• _Exercise brief_
In the listing below, find the line with "the API layer." and the line with "F: FnOnce() ->". Repeat those two lines and all lines between them exactly.

• _Dataset records_
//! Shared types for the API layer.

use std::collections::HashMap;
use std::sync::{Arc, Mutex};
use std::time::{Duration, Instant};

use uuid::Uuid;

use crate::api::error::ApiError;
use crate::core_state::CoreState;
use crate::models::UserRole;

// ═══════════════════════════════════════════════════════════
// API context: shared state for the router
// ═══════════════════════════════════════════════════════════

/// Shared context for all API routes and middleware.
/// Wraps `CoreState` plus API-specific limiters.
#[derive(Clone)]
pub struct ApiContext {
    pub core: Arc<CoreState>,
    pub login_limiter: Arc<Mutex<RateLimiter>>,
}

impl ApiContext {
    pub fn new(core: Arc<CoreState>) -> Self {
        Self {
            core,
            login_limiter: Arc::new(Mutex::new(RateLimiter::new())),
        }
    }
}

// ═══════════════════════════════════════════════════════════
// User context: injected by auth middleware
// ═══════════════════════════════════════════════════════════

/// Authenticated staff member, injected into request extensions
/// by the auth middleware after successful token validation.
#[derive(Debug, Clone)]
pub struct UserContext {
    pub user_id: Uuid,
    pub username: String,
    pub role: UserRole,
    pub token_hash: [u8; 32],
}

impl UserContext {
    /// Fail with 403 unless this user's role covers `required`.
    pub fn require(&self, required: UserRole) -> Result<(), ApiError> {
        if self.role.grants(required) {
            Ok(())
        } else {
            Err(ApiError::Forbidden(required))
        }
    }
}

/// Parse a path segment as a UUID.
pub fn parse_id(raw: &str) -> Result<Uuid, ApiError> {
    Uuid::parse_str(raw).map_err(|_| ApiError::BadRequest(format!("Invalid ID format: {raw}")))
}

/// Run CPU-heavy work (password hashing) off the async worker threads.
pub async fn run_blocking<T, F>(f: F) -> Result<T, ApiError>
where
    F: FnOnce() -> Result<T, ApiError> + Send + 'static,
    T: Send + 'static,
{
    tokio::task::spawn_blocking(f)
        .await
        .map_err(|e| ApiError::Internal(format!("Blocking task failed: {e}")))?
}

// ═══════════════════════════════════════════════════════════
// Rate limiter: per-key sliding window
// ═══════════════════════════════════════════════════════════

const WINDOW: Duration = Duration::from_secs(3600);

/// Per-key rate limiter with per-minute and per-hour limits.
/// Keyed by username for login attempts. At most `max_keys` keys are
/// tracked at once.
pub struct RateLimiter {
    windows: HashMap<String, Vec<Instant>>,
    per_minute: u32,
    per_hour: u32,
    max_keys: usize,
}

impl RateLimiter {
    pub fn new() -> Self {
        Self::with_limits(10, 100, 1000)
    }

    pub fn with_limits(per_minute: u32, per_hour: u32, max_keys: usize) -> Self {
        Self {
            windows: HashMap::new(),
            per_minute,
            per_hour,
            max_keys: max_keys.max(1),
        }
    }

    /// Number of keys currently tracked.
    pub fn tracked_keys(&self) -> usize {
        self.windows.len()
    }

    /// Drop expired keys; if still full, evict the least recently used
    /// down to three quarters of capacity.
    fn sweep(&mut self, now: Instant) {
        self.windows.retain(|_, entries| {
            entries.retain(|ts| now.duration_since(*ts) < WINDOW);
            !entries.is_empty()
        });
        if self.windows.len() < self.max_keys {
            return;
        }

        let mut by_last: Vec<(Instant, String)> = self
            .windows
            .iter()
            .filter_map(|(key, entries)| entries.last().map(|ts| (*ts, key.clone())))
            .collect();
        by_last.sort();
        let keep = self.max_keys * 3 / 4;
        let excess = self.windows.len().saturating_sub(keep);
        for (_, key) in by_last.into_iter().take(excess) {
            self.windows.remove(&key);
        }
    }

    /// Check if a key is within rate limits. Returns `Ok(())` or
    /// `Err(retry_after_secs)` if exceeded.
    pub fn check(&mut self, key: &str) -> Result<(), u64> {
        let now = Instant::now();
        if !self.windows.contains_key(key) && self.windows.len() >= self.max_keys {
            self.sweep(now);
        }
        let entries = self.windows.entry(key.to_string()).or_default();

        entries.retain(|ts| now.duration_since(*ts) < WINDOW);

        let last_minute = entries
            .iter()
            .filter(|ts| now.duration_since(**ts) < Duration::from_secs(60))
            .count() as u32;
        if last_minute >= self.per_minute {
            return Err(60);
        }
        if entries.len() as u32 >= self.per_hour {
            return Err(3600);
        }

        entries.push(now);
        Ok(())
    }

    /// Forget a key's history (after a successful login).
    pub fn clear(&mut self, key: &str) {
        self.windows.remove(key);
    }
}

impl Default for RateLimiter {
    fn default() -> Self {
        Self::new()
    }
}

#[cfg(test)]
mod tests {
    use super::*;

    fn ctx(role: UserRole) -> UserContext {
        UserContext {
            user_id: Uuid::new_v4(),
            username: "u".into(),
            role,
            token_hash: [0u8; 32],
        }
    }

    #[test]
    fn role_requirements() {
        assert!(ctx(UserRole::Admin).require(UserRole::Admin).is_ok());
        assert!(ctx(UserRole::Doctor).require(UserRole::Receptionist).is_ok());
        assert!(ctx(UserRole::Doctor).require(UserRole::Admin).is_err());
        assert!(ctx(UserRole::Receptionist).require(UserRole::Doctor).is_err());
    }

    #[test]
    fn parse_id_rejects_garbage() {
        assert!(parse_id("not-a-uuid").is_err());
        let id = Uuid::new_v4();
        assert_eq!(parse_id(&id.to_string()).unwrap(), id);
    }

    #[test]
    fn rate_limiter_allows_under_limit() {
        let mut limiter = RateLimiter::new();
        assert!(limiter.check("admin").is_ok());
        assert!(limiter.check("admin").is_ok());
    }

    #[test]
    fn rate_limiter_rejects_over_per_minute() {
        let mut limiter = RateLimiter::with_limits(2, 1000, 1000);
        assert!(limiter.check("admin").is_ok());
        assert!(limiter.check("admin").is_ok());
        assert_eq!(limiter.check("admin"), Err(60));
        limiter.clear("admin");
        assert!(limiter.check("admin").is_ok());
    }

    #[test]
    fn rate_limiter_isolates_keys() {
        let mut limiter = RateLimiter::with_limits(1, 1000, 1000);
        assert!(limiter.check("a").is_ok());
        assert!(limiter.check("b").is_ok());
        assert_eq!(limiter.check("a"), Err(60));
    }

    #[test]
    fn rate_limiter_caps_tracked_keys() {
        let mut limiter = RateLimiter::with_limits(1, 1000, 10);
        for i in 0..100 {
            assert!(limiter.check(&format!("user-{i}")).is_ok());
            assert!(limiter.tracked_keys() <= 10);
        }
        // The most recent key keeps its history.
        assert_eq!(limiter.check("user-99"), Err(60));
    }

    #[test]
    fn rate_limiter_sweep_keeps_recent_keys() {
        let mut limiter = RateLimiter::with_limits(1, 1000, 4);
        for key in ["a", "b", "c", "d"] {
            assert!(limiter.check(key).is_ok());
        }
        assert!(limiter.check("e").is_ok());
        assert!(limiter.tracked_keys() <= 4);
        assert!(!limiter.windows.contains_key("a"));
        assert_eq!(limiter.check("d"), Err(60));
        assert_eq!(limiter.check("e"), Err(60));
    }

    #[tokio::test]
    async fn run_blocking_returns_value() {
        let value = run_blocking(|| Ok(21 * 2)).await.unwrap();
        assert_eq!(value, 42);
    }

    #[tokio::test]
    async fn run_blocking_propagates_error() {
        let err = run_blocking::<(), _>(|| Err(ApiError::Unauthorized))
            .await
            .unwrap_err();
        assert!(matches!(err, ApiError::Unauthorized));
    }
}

---

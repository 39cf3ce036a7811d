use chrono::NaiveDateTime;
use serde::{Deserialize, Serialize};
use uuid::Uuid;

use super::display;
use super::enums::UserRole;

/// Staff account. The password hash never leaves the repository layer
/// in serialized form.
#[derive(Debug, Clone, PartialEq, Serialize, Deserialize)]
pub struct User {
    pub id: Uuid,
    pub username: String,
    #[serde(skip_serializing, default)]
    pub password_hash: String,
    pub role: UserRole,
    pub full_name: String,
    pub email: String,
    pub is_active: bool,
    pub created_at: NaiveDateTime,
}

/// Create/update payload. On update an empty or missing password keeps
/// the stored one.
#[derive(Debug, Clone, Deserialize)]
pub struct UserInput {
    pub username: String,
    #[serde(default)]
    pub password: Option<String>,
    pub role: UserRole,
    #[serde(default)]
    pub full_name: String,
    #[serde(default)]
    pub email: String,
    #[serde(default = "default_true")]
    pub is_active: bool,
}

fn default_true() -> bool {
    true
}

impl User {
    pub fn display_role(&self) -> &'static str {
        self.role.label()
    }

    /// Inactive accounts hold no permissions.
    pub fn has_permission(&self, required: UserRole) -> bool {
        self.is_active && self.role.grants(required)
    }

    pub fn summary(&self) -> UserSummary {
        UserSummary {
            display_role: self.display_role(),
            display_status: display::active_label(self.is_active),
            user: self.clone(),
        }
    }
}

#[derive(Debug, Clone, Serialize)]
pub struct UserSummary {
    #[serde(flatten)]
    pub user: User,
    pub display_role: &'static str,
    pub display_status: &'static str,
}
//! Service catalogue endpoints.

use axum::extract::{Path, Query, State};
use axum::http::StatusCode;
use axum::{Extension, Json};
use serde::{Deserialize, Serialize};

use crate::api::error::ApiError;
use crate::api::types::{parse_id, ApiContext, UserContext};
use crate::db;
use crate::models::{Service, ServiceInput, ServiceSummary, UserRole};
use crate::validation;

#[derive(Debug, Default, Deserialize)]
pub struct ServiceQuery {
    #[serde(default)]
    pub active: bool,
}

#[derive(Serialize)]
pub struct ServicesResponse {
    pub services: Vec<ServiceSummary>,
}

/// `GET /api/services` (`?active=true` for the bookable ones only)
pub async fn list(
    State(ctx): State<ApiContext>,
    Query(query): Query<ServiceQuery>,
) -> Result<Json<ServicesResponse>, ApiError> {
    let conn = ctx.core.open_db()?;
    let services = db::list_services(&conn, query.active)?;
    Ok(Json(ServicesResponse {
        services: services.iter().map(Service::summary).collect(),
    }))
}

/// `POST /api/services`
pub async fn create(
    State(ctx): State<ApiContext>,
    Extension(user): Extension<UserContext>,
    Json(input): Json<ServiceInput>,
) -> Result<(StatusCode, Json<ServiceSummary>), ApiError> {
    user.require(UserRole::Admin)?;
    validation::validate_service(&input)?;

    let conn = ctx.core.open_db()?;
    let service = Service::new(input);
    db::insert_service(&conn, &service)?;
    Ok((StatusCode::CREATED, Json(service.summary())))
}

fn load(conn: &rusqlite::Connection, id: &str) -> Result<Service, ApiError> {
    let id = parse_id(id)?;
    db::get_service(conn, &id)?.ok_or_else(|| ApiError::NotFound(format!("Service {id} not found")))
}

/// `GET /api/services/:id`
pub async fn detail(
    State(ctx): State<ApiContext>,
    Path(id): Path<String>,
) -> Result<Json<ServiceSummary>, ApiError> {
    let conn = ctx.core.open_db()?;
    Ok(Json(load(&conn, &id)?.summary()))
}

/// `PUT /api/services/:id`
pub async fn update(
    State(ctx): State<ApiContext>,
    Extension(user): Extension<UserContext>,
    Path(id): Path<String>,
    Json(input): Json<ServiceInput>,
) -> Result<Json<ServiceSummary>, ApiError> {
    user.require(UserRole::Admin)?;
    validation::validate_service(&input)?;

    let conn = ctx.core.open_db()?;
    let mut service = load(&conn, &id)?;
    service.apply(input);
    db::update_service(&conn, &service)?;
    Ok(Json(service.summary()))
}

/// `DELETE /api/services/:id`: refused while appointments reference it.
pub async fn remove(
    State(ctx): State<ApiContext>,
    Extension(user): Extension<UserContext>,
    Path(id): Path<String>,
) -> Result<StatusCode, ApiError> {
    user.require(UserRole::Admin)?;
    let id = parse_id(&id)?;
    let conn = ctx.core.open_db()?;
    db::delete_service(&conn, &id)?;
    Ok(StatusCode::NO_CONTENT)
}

• _Reply to the exercise_
//! Shared types for the API layer.

use std::collections::HashMap;
use std::sync::{Arc, Mutex};
use std::time::{Duration, Instant};

use uuid::Uuid;

use crate::api::error::ApiError;
use crate::core_state::CoreState;
use crate::models::UserRole;

// ═══════════════════════════════════════════════════════════
// API context: shared state for the router
// ═══════════════════════════════════════════════════════════

/// Shared context for all API routes and middleware.
/// Wraps `CoreState` plus API-specific limiters.
#[derive(Clone)]
pub struct ApiContext {
    pub core: Arc<CoreState>,
    pub login_limiter: Arc<Mutex<RateLimiter>>,
}

impl ApiContext {
    pub fn new(core: Arc<CoreState>) -> Self {
        Self {
            core,
            login_limiter: Arc::new(Mutex::new(RateLimiter::new())),
        }
    }
}

// ═══════════════════════════════════════════════════════════
// User context: injected by auth middleware
// ═══════════════════════════════════════════════════════════

/// Authenticated staff member, injected into request extensions
/// by the auth middleware after successful token validation.
#[derive(Debug, Clone)]
pub struct UserContext {
    pub user_id: Uuid,
    pub username: String,
    pub role: UserRole,
    pub token_hash: [u8; 32],
}

impl UserContext {
    /// Fail with 403 unless this user's role covers `required`.
    pub fn require(&self, required: UserRole) -> Result<(), ApiError> {
        if self.role.grants(required) {
            Ok(())
        } else {
            Err(ApiError::Forbidden(required))
        }
    }
}

/// Parse a path segment as a UUID.
pub fn parse_id(raw: &str) -> Result<Uuid, ApiError> {
    Uuid::parse_str(raw).map_err(|_| ApiError::BadRequest(format!("Invalid ID format: {raw}")))
}

/// Run CPU-heavy work (password hashing) off the async worker threads.
pub async fn run_blocking<T, F>(f: F) -> Result<T, ApiError>
where
    F: FnOnce() -> Result<T, ApiError> + Send + 'static,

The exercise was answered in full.